** Opening Data to process block **
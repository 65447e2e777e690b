use serde::{Deserialize, Serialize};
use serde_json::Value;

pub use crate::types::{SortDirection, TrashedStatus};

#[derive(Debug, Clone, Copy, PartialEq, Eq, Serialize, Deserialize)]
pub enum FilterOp {
    #[serde(rename = "$eq")] Eq,
    #[serde(rename = "$ne")] Ne,
    #[serde(rename = "$gt")] Gt,
    #[serde(rename = "$gte")] Gte,
    #[serde(rename = "$lt")] Lt,
    #[serde(rename = "$lte")] Lte,

    #[serde(rename = "$like")] Like,
    #[serde(rename = "$ilike")] ILike,

    #[serde(rename = "$in")] In,
    #[serde(rename = "$nin")] NIn,

    #[serde(rename = "$between")] Between,
}

impl FilterOp {
    pub fn from_key(op_key: &str) -> Option<Self> {
        Some(match op_key {
            "$eq" => FilterOp::Eq,
            "$ne" | "$neq" => FilterOp::Ne,
            "$gt" => FilterOp::Gt,
            "$gte" => FilterOp::Gte,
            "$lt" => FilterOp::Lt,
            "$lte" => FilterOp::Lte,
            "$like" => FilterOp::Like,
            "$ilike" => FilterOp::ILike,
            "$in" => FilterOp::In,
            "$nin" => FilterOp::NIn,
            "$between" => FilterOp::Between,
            _ => return None,
        })
    }
}

#[derive(Debug, Clone, Copy, PartialEq, Eq, Serialize, Deserialize)]
pub enum Logic {
    And,
    Or,
}

/// A where-condition tree.
///
/// Columns are either bare (`title`, resolved against the query's table) or
/// qualified (`role_user.notes`).
#[derive(Debug, Clone, PartialEq)]
pub enum Condition {
    Where { column: String, op: FilterOp, value: Value },
    Group { logic: Logic, conditions: Vec<Condition> },
    Not(Box<Condition>),
}

impl Condition {
    pub fn new(column: impl Into<String>, op: FilterOp, value: impl Into<Value>) -> Self {
        Condition::Where { column: column.into(), op, value: value.into() }
    }

    /// Equality; a null value means IS NULL
    pub fn eq(column: impl Into<String>, value: impl Into<Value>) -> Self {
        Self::new(column, FilterOp::Eq, value)
    }

    /// Inequality; a null value means IS NOT NULL
    pub fn ne(column: impl Into<String>, value: impl Into<Value>) -> Self {
        Self::new(column, FilterOp::Ne, value)
    }

    pub fn ilike(column: impl Into<String>, pattern: impl Into<String>) -> Self {
        Self::new(column, FilterOp::ILike, Value::String(pattern.into()))
    }

    /// Case-insensitive substring match; LIKE wildcards in `term` match
    /// literally.
    pub fn contains(column: impl Into<String>, term: &str) -> Self {
        Self::ilike(column, format!("%{}%", escape_like(term)))
    }

    pub fn in_list(column: impl Into<String>, values: Vec<Value>) -> Self {
        Self::new(column, FilterOp::In, Value::Array(values))
    }

    pub fn any(conditions: Vec<Condition>) -> Self {
        Condition::Group { logic: Logic::Or, conditions }
    }

    pub fn all(conditions: Vec<Condition>) -> Self {
        Condition::Group { logic: Logic::And, conditions }
    }

    pub fn negate(self) -> Self {
        Condition::Not(Box::new(self))
    }
}

#[derive(Debug, Clone, PartialEq, Serialize, Deserialize)]
pub struct OrderInfo {
    pub column: String,
    pub sort: SortDirection,
}

impl OrderInfo {
    pub fn asc(column: impl Into<String>) -> Self {
        Self { column: column.into(), sort: SortDirection::Asc }
    }

    pub fn desc(column: impl Into<String>) -> Self {
        Self { column: column.into(), sort: SortDirection::Desc }
    }
}

/// Soft-delete column plus the requested visibility of trashed rows
#[derive(Debug, Clone, PartialEq)]
pub struct TrashedScope {
    pub column: String,
    pub status: TrashedStatus,
}

/// Join through a many-to-many pivot table, constrained to one parent
#[derive(Debug, Clone, PartialEq)]
pub struct PivotJoin {
    pub table: String,
    /// Pivot column referencing the queried table's primary key
    pub related_key: String,
    /// Pivot column referencing the parent record
    pub parent_key: String,
    pub parent_value: Value,
}

#[derive(Debug, Clone, PartialEq)]
pub struct SqlResult {
    pub query: String,
    pub params: Vec<Value>,
}

/// Escape `%`, `_` and backslashes for use inside a LIKE pattern
pub fn escape_like(term: &str) -> String {
    let mut out = String::with_capacity(term.len());
    for c in term.chars() {
        if matches!(c, '%' | '_' | '\\') {
            out.push('\\');
        }
        out.push(c);
    }
    out
}
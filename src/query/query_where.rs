use serde_json::{Map, Value};

use super::error::QueryError;
use super::types::{Condition, FilterOp, Logic};

/// Renders condition trees to parameterized SQL and parses the JSON
/// where-DSL (`{"views": {"$gte": 10}, "$or": [...]}`) into conditions.
pub struct QueryWhere<'a> {
    table: &'a str,
    param_values: Vec<Value>,
    param_index: usize,
}

impl<'a> QueryWhere<'a> {
    pub fn new(table: &'a str, starting_param_index: usize) -> Self {
        Self {
            table,
            param_values: vec![],
            param_index: starting_param_index,
        }
    }

    /// Render `conditions` joined by AND. An empty list renders as an empty
    /// string so callers can omit the WHERE keyword.
    pub fn generate(
        conditions: &[Condition],
        table: &str,
        starting_param_index: usize,
    ) -> Result<(String, Vec<Value>), QueryError> {
        let mut query_where = QueryWhere::new(table, starting_param_index);
        let parts = conditions
            .iter()
            .map(|c| query_where.build(c))
            .collect::<Result<Vec<_>, _>>()?;
        Ok((parts.join(" AND "), query_where.param_values))
    }

    fn build(&mut self, condition: &Condition) -> Result<String, QueryError> {
        match condition {
            Condition::Where { column, op, value } => self.build_where(column, *op, value),
            Condition::Group { logic, conditions } => {
                if conditions.is_empty() {
                    // Empty AND is vacuously true, empty OR matches nothing
                    return Ok(match logic {
                        Logic::And => "1=1".to_string(),
                        Logic::Or => "1=0".to_string(),
                    });
                }
                let parts = conditions
                    .iter()
                    .map(|c| self.build(c))
                    .collect::<Result<Vec<_>, _>>()?;
                let joiner = match logic {
                    Logic::And => " AND ",
                    Logic::Or => " OR ",
                };
                Ok(format!("({})", parts.join(joiner)))
            }
            Condition::Not(inner) => Ok(format!("NOT ({})", self.build(inner)?)),
        }
    }

    fn build_where(&mut self, column: &str, op: FilterOp, value: &Value) -> Result<String, QueryError> {
        let quoted_column = quote_column(self.table, column)?;
        match op {
            FilterOp::Eq => {
                if value.is_null() { Ok(format!("{} IS NULL", quoted_column)) }
                else { Ok(format!("{} = {}", quoted_column, self.param(value.clone()))) }
            }
            FilterOp::Ne => {
                if value.is_null() { Ok(format!("{} IS NOT NULL", quoted_column)) }
                else { Ok(format!("{} <> {}", quoted_column, self.param(value.clone()))) }
            }
            FilterOp::Gt => Ok(format!("{} > {}", quoted_column, self.param(value.clone()))),
            FilterOp::Gte => Ok(format!("{} >= {}", quoted_column, self.param(value.clone()))),
            FilterOp::Lt => Ok(format!("{} < {}", quoted_column, self.param(value.clone()))),
            FilterOp::Lte => Ok(format!("{} <= {}", quoted_column, self.param(value.clone()))),
            FilterOp::Like => Ok(format!("{} LIKE {}", quoted_column, self.param(value.clone()))),
            FilterOp::ILike => Ok(format!("{}::text ILIKE {}", quoted_column, self.param(value.clone()))),
            FilterOp::In | FilterOp::NIn => {
                let negated = op == FilterOp::NIn;
                let values = match value {
                    Value::Array(values) => values.clone(),
                    other => vec![other.clone()],
                };
                if values.is_empty() {
                    return Ok(if negated { "1=1" } else { "1=0" }.to_string());
                }
                let params: Vec<String> = values.into_iter().map(|v| self.param(v)).collect();
                let keyword = if negated { "NOT IN" } else { "IN" };
                Ok(format!("{} {} ({})", quoted_column, keyword, params.join(", ")))
            }
            FilterOp::Between => match value {
                Value::Array(values) if values.len() == 2 => Ok(format!(
                    "{} BETWEEN {} AND {}",
                    quoted_column,
                    self.param(values[0].clone()),
                    self.param(values[1].clone())
                )),
                _ => Err(QueryError::InvalidOperand(
                    "$between requires array with 2 values".to_string(),
                )),
            },
        }
    }

    fn param(&mut self, value: Value) -> String {
        self.param_values.push(value);
        self.param_index += 1;
        format!("${}", self.param_index)
    }
}

/// Parse the JSON where-DSL into a list of conditions (implicitly AND-ed).
pub fn parse_where(where_data: &Value) -> Result<Vec<Condition>, QueryError> {
    match where_data {
        Value::Null => Ok(vec![]),
        Value::Object(obj) => parse_object(obj),
        _ => Err(QueryError::MalformedWhere("expected an object".to_string())),
    }
}

fn parse_object(obj: &Map<String, Value>) -> Result<Vec<Condition>, QueryError> {
    let mut conditions = Vec::new();
    for (key, value) in obj {
        if key.starts_with('$') {
            conditions.push(parse_logical_operator(key, value)?);
        } else {
            conditions.extend(parse_field_condition(key, value)?);
        }
    }
    Ok(conditions)
}

fn parse_logical_operator(op: &str, value: &Value) -> Result<Condition, QueryError> {
    match op {
        "$and" | "$or" => {
            let arr = value
                .as_array()
                .ok_or_else(|| QueryError::InvalidOperand(format!("{} requires array", op)))?;
            let mut conditions = Vec::new();
            for v in arr {
                conditions.push(Condition::all(parse_where(v)?));
            }
            let logic = if op == "$and" { Logic::And } else { Logic::Or };
            Ok(Condition::Group { logic, conditions })
        }
        "$not" => Ok(Condition::all(parse_where(value)?).negate()),
        _ => Err(QueryError::UnsupportedOperator(op.to_string())),
    }
}

fn parse_field_condition(field: &str, value: &Value) -> Result<Vec<Condition>, QueryError> {
    validate_column(field)?;
    match value {
        Value::Object(obj) => obj
            .iter()
            .map(|(op_key, op_val)| {
                let op = FilterOp::from_key(op_key)
                    .ok_or_else(|| QueryError::UnsupportedOperator(op_key.clone()))?;
                Ok(Condition::new(field, op, op_val.clone()))
            })
            .collect(),
        // Implicit equality: { field: value }
        other => Ok(vec![Condition::eq(field, other.clone())]),
    }
}

pub fn is_identifier(name: &str) -> bool {
    let mut chars = name.chars();
    match chars.next() {
        Some(first) if first.is_ascii_alphabetic() || first == '_' => {
            chars.all(|c| c.is_ascii_alphanumeric() || c == '_')
        }
        _ => false,
    }
}

/// Accepts `column` or `table.column`
pub fn validate_column(column: &str) -> Result<(), QueryError> {
    let valid = match column.split_once('.') {
        Some((table, col)) => is_identifier(table) && is_identifier(col),
        None => is_identifier(column),
    };
    if valid {
        Ok(())
    } else {
        Err(QueryError::InvalidColumn(column.to_string()))
    }
}

pub fn quote_column(table: &str, column: &str) -> Result<String, QueryError> {
    validate_column(column)?;
    Ok(match column.split_once('.') {
        Some((t, c)) => format!("\"{}\".\"{}\"", t, c),
        None => format!("\"{}\".\"{}\"", table, column),
    })
}

#[cfg(test)]
mod tests {
    use super::*;
    use serde_json::json;

    #[test]
    fn renders_null_equality_as_is_null() {
        let (sql, params) =
            QueryWhere::generate(&[Condition::eq("deleted_at", Value::Null)], "posts", 0).unwrap();
        assert_eq!(sql, "\"posts\".\"deleted_at\" IS NULL");
        assert!(params.is_empty());
    }

    #[test]
    fn numbers_params_from_offset() {
        let conditions = vec![
            Condition::eq("status", "draft"),
            Condition::any(vec![
                Condition::ilike("title", "%rust%"),
                Condition::new("views", FilterOp::Gte, 10),
            ]),
        ];
        let (sql, params) = QueryWhere::generate(&conditions, "posts", 2).unwrap();
        assert_eq!(
            sql,
            "\"posts\".\"status\" = $3 AND (\"posts\".\"title\"::text ILIKE $4 OR \"posts\".\"views\" >= $5)"
        );
        assert_eq!(params, vec![json!("draft"), json!("%rust%"), json!(10)]);
    }

    #[test]
    fn empty_in_matches_nothing() {
        let (sql, _) = QueryWhere::generate(&[Condition::in_list("id", vec![])], "posts", 0).unwrap();
        assert_eq!(sql, "1=0");
    }

    #[test]
    fn parses_where_dsl() {
        let conditions = parse_where(&json!({
            "status": "published",
            "views": {"$gte": 3},
            "$or": [{"author_id": 1}, {"author_id": 2}]
        }))
        .unwrap();
        assert_eq!(conditions.len(), 3);
        assert!(conditions.contains(&Condition::eq("status", "published")));
        assert!(conditions.contains(&Condition::new("views", FilterOp::Gte, 3)));
    }

    #[test]
    fn rejects_unknown_operators_and_bad_columns() {
        assert!(matches!(
            parse_where(&json!({"views": {"$near": 3}})),
            Err(QueryError::UnsupportedOperator(_))
        ));
        assert!(matches!(
            parse_where(&json!({"views; drop": 1})),
            Err(QueryError::InvalidColumn(_))
        ));
    }
}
** Closing Data to process block **
In the lines above, find each one with "term" and list it.

Exercise output –
    /// Case-insensitive substring match; LIKE wildcards in `term` match
    pub fn contains(column: impl Into<String>, term: &str) -> Self {
        Self::ilike(column, format!("%{}%", escape_like(term)))
pub fn escape_like(term: &str) -> String {
    let mut out = String::with_capacity(term.len());
    for c in term.chars() {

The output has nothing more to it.